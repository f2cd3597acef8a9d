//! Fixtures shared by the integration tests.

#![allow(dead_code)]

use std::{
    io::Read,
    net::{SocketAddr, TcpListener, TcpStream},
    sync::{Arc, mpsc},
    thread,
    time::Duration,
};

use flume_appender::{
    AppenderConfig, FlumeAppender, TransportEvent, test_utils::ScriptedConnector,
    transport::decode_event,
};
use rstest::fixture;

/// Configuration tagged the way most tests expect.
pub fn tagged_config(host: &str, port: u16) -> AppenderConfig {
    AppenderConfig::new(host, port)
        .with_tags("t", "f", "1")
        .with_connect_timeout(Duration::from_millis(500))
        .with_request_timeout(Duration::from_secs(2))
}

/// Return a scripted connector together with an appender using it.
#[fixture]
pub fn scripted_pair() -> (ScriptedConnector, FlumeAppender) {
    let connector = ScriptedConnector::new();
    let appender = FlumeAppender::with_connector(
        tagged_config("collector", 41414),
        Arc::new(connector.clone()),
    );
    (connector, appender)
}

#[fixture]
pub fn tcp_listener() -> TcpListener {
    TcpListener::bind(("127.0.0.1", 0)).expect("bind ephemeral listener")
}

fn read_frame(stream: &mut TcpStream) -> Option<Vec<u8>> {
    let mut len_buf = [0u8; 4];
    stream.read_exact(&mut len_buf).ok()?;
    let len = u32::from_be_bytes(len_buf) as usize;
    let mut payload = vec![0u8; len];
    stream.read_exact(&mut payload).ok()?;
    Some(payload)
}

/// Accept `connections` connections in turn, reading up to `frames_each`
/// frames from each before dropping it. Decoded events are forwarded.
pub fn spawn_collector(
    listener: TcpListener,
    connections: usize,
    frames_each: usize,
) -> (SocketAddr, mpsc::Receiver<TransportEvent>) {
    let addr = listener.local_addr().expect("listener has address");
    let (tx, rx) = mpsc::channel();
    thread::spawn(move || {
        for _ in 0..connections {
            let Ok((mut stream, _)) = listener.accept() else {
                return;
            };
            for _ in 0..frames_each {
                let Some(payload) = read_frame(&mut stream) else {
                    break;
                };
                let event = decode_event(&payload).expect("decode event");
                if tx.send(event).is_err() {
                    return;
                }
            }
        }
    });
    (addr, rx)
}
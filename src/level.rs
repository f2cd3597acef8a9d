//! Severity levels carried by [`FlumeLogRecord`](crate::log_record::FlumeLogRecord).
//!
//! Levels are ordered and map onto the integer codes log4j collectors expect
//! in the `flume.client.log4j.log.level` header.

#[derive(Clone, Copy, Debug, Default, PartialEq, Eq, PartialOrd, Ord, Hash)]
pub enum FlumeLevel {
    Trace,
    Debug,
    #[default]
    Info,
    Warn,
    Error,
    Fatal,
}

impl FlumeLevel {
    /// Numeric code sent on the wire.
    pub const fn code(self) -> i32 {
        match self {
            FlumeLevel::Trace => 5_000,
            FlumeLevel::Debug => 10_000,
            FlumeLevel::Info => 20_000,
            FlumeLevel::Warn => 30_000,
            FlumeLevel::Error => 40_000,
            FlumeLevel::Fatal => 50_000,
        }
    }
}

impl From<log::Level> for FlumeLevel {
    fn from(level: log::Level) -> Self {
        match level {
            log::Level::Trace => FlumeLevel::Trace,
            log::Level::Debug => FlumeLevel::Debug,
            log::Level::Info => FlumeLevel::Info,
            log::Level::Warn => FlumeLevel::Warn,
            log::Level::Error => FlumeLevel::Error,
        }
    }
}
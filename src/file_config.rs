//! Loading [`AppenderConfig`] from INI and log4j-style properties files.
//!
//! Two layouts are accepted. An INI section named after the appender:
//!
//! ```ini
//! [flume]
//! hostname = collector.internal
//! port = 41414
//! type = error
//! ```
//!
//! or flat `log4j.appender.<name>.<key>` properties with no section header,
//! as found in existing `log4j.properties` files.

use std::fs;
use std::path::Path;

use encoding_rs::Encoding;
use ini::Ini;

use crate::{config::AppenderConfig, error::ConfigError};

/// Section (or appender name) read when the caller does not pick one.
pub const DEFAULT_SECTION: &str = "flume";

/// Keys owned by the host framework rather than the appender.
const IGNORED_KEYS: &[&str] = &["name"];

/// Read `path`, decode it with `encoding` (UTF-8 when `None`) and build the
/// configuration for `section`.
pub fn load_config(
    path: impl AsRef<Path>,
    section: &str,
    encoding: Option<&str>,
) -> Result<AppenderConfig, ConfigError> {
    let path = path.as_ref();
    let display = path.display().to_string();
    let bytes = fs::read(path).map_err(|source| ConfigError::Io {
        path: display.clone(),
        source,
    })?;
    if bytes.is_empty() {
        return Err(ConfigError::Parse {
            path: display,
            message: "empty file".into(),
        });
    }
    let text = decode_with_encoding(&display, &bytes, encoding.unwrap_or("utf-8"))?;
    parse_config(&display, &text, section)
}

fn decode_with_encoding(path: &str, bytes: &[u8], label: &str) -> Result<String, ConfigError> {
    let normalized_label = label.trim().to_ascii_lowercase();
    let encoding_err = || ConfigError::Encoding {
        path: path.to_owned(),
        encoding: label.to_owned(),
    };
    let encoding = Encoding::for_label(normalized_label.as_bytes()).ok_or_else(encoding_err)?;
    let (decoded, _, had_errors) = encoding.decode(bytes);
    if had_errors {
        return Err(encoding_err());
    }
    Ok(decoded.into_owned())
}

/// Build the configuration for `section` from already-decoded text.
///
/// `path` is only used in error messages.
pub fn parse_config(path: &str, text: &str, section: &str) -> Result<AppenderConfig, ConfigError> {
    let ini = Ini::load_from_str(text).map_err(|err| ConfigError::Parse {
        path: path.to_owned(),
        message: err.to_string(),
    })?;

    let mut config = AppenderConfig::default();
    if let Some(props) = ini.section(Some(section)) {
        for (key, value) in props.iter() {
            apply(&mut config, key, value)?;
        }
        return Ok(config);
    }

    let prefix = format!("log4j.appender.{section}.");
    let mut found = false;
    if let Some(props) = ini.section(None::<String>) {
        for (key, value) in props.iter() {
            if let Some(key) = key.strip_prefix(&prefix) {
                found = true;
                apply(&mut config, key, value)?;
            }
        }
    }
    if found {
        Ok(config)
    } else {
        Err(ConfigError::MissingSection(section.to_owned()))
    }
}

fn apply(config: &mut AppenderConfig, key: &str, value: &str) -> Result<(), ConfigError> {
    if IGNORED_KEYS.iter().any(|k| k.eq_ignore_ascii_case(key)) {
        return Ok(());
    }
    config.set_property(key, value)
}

--

REQUIREMENT |
Each line in the records that carries "connections" must be copied out.

ANSWER SECTION |
/// Accept `connections` connections in turn, reading up to `frames_each`
    connections: usize,
        for _ in 0..connections {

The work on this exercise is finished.